В 2000 году установлена бронзовая скульптурная композиция «Последний путь». Спускаешься вниз по ступеням – и как будто рядом с тобой цепочкой идут обречённые. И последний – мальчик со скрипкой…
С Магнитогорском связали свою судьбу немало эвакуированных, в том числе спасшихся из оккупированной фашистами Белоруссии. Моя бабушка, Софья Борисовна Лещинская, стала учителем русского языка и литературы, её сестра Зинаида Борисовна Потапкина – учителем математики. Благодарные ученики вспоминают их до сих пор. А они всю жизнь помнили и счастливое детство в Белоруссии, и потерю семьи, и трудности военных лет. После войны баба Зина поехала в родной Бобруйск. В доме её детства жили чужие люди. У соседей увидела знакомые с детства предметы обихода и услышала: «Уезжай, Зина, тебе здесь делать нечего». Вернулась в Магнитку.

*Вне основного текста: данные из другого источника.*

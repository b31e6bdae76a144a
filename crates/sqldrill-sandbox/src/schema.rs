use crate::dialect::Dialect;
use crate::errors::SandboxError;
use crate::model::SchemaDescription;
use crate::providers::SqlConnection;
use serde_json::Value;

/// Identifiers are interpolated into DDL (standard binding APIs cannot
/// parameterize them), so they must stay inside a strict allow-list:
/// leading letter or underscore, then letters, digits, underscores.
pub fn validate_identifier(name: &str) -> Result<&str, SandboxError> {
    let mut chars = name.chars();
    let valid = match chars.next() {
        Some(c) if c.is_ascii_alphabetic() || c == '_' => {
            chars.all(|c| c.is_ascii_alphanumeric() || c == '_')
        }
        _ => false,
    };
    if !valid || name.len() > 63 {
        return Err(SandboxError::InvalidIdentifier {
            name: name.to_string(),
        });
    }
    Ok(name)
}

/// Stand up the described tables inside `namespace`, in declaration order:
/// one CREATE TABLE per table, then one bulk parameterized INSERT covering
/// all of its seed rows. Any rejection aborts immediately; the caller owns
/// tearing down the half-built namespace.
pub async fn materialize(
    conn: &dyn SqlConnection,
    dialect: &dyn Dialect,
    namespace: &str,
    schema: &SchemaDescription,
) -> Result<(), SandboxError> {
    for table in &schema.0 {
        if table.name.trim().is_empty() || table.columns.is_empty() {
            return Err(SandboxError::schema("missing table definition"));
        }
        let table_name = validate_identifier(&table.name)?;

        let mut clauses = Vec::with_capacity(table.columns.len());
        for col in &table.columns {
            let col_name = validate_identifier(&col.name)?;
            let mut clause = format!("{} {}", col_name, dialect.map_type(&col.column_type));
            if col.is_primary_key {
                clause.push_str(" PRIMARY KEY");
            }
            if col.is_not_null {
                clause.push_str(" NOT NULL");
            }
            if let Some(default) = &col.default_value {
                clause.push_str(" DEFAULT ");
                clause.push_str(&literal(default));
            }
            clauses.push(clause);
        }

        let create = format!(
            "CREATE TABLE {}.{} ({})",
            namespace,
            table_name,
            clauses.join(", ")
        );
        conn.execute(&create, &[])
            .await
            .map_err(|e| SandboxError::schema(e.to_string()))?;

        if table.rows.is_empty() {
            tracing::debug!(table = table_name, "table created, no seed rows");
            continue;
        }

        let column_names: Vec<&str> = table.columns.iter().map(|c| c.name.as_str()).collect();
        let mut params: Vec<Value> = Vec::with_capacity(table.rows.len() * column_names.len());
        let mut tuples = Vec::with_capacity(table.rows.len());
        for row in &table.rows {
            let mut markers = Vec::with_capacity(column_names.len());
            for name in &column_names {
                // Omitted cell implies SQL NULL.
                params.push(row.get(*name).cloned().unwrap_or(Value::Null));
                markers.push(dialect.placeholder(params.len()));
            }
            tuples.push(format!("({})", markers.join(", ")));
        }

        let insert = format!(
            "INSERT INTO {}.{} ({}) VALUES {}",
            namespace,
            table_name,
            column_names.join(", "),
            tuples.join(", ")
        );
        let inserted = conn
            .execute(&insert, &params)
            .await
            .map_err(|e| SandboxError::schema(e.to_string()))?;
        tracing::debug!(table = table_name, rows = inserted, "table materialized");
    }
    Ok(())
}

/// Render a column DEFAULT. Seed data is always bound parametrically, but
/// DEFAULT lives in DDL; strings get their quotes doubled.
fn literal(value: &Value) -> String {
    match value {
        Value::Null => "NULL".to_string(),
        Value::Bool(true) => "TRUE".to_string(),
        Value::Bool(false) => "FALSE".to_string(),
        Value::Number(n) => n.to_string(),
        Value::String(s) => format!("'{}'", s.replace('\'', "''")),
        other => format!("'{}'", other.to_string().replace('\'', "''")),
    }
}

При жизни моей бабушки День памяти жертв Холокоста ещё не был учреждён. Впервые его отметили 15 лет назад, 27 января 2006 года. Именно в этот день 1945 года войска Советской Армии освободили Освенцим. Международный день памяти жертв
Холокоста установлен резолюцией Генеральной Ассамблеей ООН от первого ноября 2005 года. Инициаторами принятия документа выступили Израиль, Канада, Австралия, Россия, Украина, США, а их соавторами – более 90 государств.
Пепел концлагерей
В наши дни ещё живы малолетние узники нацизма, и их тоже всё меньше. Несколько лет назад мне довелось пообщаться с Ефимом Фурманом, в своё время – начальником вычислительного центра ММК. Ефим Менделевич 20 лет из 49-летнего трудового стажа отдал комбинату. Когда-то был начальником моей тёти, программиста, поэта Галины Лещинской, которая вспоминает его добрым словом. В 2013 году Ефим Менделевич скончался, похоронен в еврейской части Левобережного кладбища неподалёку от моих родственников. Тесен мир…

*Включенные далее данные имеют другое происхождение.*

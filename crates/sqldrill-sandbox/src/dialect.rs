//! Dialect adapter: the one seam that varies between target engines.
//!
//! A namespace is a schema on Postgres, a database on MySQL, and an
//! ATTACH'd in-memory database on SQLite. Everything else the executor
//! does is dialect-independent.

/// Base type keywords the mapper recognizes. A recognized token passes
/// through unchanged (parameters preserved); anything else degrades to the
/// dialect's generic text type.
const KNOWN_TYPES: &[&str] = &[
    "INTEGER",
    "BIGINT",
    "SMALLINT",
    "DECIMAL",
    "NUMERIC",
    "REAL",
    "DOUBLE",
    "FLOAT",
    "VARCHAR",
    "CHAR",
    "TEXT",
    "DATE",
    "TIME",
    "TIMESTAMP",
    "BOOLEAN",
    "JSON",
];

const FLOAT_TYPES: &[&str] = &["REAL", "DOUBLE", "FLOAT"];

pub trait Dialect: Send + Sync {
    fn name(&self) -> &'static str;

    fn create_namespace_sql(&self, namespace: &str) -> String;

    /// Drop statement with cascade/force semantics: a non-empty namespace
    /// must go away without manual table-drop ordering.
    fn drop_namespace_sql(&self, namespace: &str) -> String;

    /// Statement pointing the connection's working namespace at the
    /// sandbox, when the engine needs one.
    fn set_active_namespace_sql(&self, namespace: &str) -> Option<String>;

    fn generic_text_type(&self) -> &'static str {
        "TEXT"
    }

    /// Dialect spelling for a floating-point base keyword.
    fn float_type(&self, base: &str) -> String {
        base.to_string()
    }

    /// Positional bind marker for the 1-based parameter `index`.
    fn placeholder(&self, index: usize) -> String {
        let _ = index;
        "?".to_string()
    }

    /// Translate a dialect-agnostic type token into a type expression this
    /// dialect accepts. Total: unknown tokens fall back to the generic
    /// text type instead of blocking schema creation.
    fn map_type(&self, token: &str) -> String {
        let trimmed = token.trim();
        let base = trimmed
            .split('(')
            .next()
            .unwrap_or(trimmed)
            .trim()
            .to_uppercase();
        if FLOAT_TYPES.contains(&base.as_str()) {
            return self.float_type(&base);
        }
        if KNOWN_TYPES.contains(&base.as_str()) {
            return trimmed.to_string();
        }
        self.generic_text_type().to_string()
    }
}

/// Postgres-style engine: one temporary schema per execution.
pub struct PostgresDialect;

impl Dialect for PostgresDialect {
    fn name(&self) -> &'static str {
        "postgres"
    }

    fn create_namespace_sql(&self, namespace: &str) -> String {
        format!("CREATE SCHEMA {}", namespace)
    }

    fn drop_namespace_sql(&self, namespace: &str) -> String {
        format!("DROP SCHEMA IF EXISTS {} CASCADE", namespace)
    }

    fn set_active_namespace_sql(&self, namespace: &str) -> Option<String> {
        Some(format!("SET search_path TO {}", namespace))
    }

    fn float_type(&self, base: &str) -> String {
        match base {
            "DOUBLE" => "DOUBLE PRECISION".to_string(),
            _ => "REAL".to_string(),
        }
    }

    fn placeholder(&self, index: usize) -> String {
        format!("${}", index)
    }
}

/// MySQL-style engine: one temporary database per execution.
pub struct MySqlDialect;

impl Dialect for MySqlDialect {
    fn name(&self) -> &'static str {
        "mysql"
    }

    fn create_namespace_sql(&self, namespace: &str) -> String {
        format!("CREATE DATABASE {}", namespace)
    }

    fn drop_namespace_sql(&self, namespace: &str) -> String {
        // DROP DATABASE removes contained tables on its own.
        format!("DROP DATABASE IF EXISTS {}", namespace)
    }

    fn set_active_namespace_sql(&self, namespace: &str) -> Option<String> {
        Some(format!("USE {}", namespace))
    }
}

/// SQLite: an attached in-memory database per execution. Unqualified table
/// names resolve into the attachment as long as one sandbox is live per
/// connection, which the one-connection-per-execution rule guarantees.
pub struct SqliteDialect;

impl Dialect for SqliteDialect {
    fn name(&self) -> &'static str {
        "sqlite"
    }

    fn create_namespace_sql(&self, namespace: &str) -> String {
        format!("ATTACH DATABASE ':memory:' AS {}", namespace)
    }

    fn drop_namespace_sql(&self, namespace: &str) -> String {
        format!("DETACH DATABASE {}", namespace)
    }

    fn set_active_namespace_sql(&self, _namespace: &str) -> Option<String> {
        None
    }

    fn float_type(&self, _base: &str) -> String {
        "REAL".to_string()
    }
}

В июне 1941-го Ефиму было три года три месяца, но он запомнил жаркий летний вечер в посёлке Липканы в Молдавии недалеко от границы: 21 июня люди допоздна сидели на улице возле своих домов – и вдруг в темноте увидели приближающуюся со стороны Румынии вереницу фар. Это шла военная техника фашистов. Красная Армия отступала быстро, уйти вместе с ней успела только лёгкая на подъём молодёжь. Те же, у кого на руках были старики и дети, остались в оккупации.
Людей постоянно гнали в глубь завоёванной страны, первые полгода просто гоняли туда-обратно, пленные гибли от голода и усталости. Мендель Фурман, отец Ефима, корчевал пни в лесу, это была изнурительная работа. Основной пищей была баланда из гороха, картошки не хватало. Болезни, нищета…
Советские войска пришли весной 1944 года. Бывшие узники гетто застали на месте родного села пепелище. Уцелела только церковь на пригорке. Пришлось всё начинать сначала.
Многие годы после Великой Отечественной Ефим Фурман писал в анкетах: «Находился на оккупированной территории». Тогда это считалось пятном на биографии. И неважно, что к началу оккупации ему было всего три года.
Наряду с геноцидом армян в Османской империи Холокост признан одним из самых страшных преступлений XX века – как и геноцид цыган в нацистской Германии и на оккупированных территориях, который также долго замалчивался: мемориал цыганам, ставшим жертвами геноцида, открыт в Берлине только в конце 2012 года.
Когда слышу о так называемом «отрицании Холокоста», перед глазами встают воспоминания доктора филологических наук, почётного профессора МГТУ Светланы Григорьевны Шулежковой о том, как её с мамой и сестрёнкой гнали в Германию: «В Польше мы шли по щиколотку в пепле, пахло словно подгоревшим в духовке кроликом. Это был пепел концлагерей».